Reexamining what we call trash

Now that sanitation workers are back on the job and the labor strike is over we have an opportunity to toss out more than household waste that’s been accumulating on city streets and private driveways.

Hopefully the memories of bags of garbage languishing uncollected prompt a moment or two of self reflection.

How often do we examine what we consider garbage? In the disposable, transactional, service-at-a-snap cocoon created for our own comfort do we bother looking at what we contribute to the clutter and trash heaps, or do we just purchase then toss everything aside expecting someone else will come along to deal with our discards.

If we were forced to keep our trash inside the home for a month would we be more mindful of what we bring home from the store or sent to us via delivery van?

Would we let that half used container of cottage cheese go bad in the refrigerator if we knew that the runny curdled mess would sit at the bottom of a dank plastic bag, along with the eggshells, coffee grinds and sticky lunch meat that had been pushed to the back of the fridge behind the half-ripe avocado pressed against the nearly empty pizza box?

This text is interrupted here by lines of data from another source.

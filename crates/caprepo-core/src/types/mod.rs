//! Value model for capability and requirement attributes
//!
//! This module contains:
//! - Structured versions and version ranges
//! - Typed attribute values (scalars and homogeneous lists)

pub mod value;
pub mod version;

pub use value::{is_implicit_list, AttributeList, AttributeType, AttributeValue, LIST_SEPARATOR};
pub use version::{Version, VersionRange};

Or would we make sure to have used every bit of leafy green and drop of dairy in an effort to make sure nothing went to waste or created an inescapable stink in our home?
Would the cardboard boxes and plastic bubble wraps be allowed to clutter the corners one 2×2 square foot at a time (I know you’re not breaking down your boxes, I see them bursting to escape out of the recycling bins you drag out to the curb) or would we trudge down to the store and purchase the day planners and make-up kits in person, eschewing the plastic carry out bag we are charged 10 cents to buy?

(I know the pandemic has us rethinking our in-person shopping habits but judging by a glance at restaurants, bars and trips to the market, it seems the pandemic has ended for a lot of you).

It’s good to have sanitation workers back on the job. But hopefully this last month of garbage accumulation has given us an opportunity to examine what we consume and throw away in our lives, leaving workers with a little less to pick up on collection day.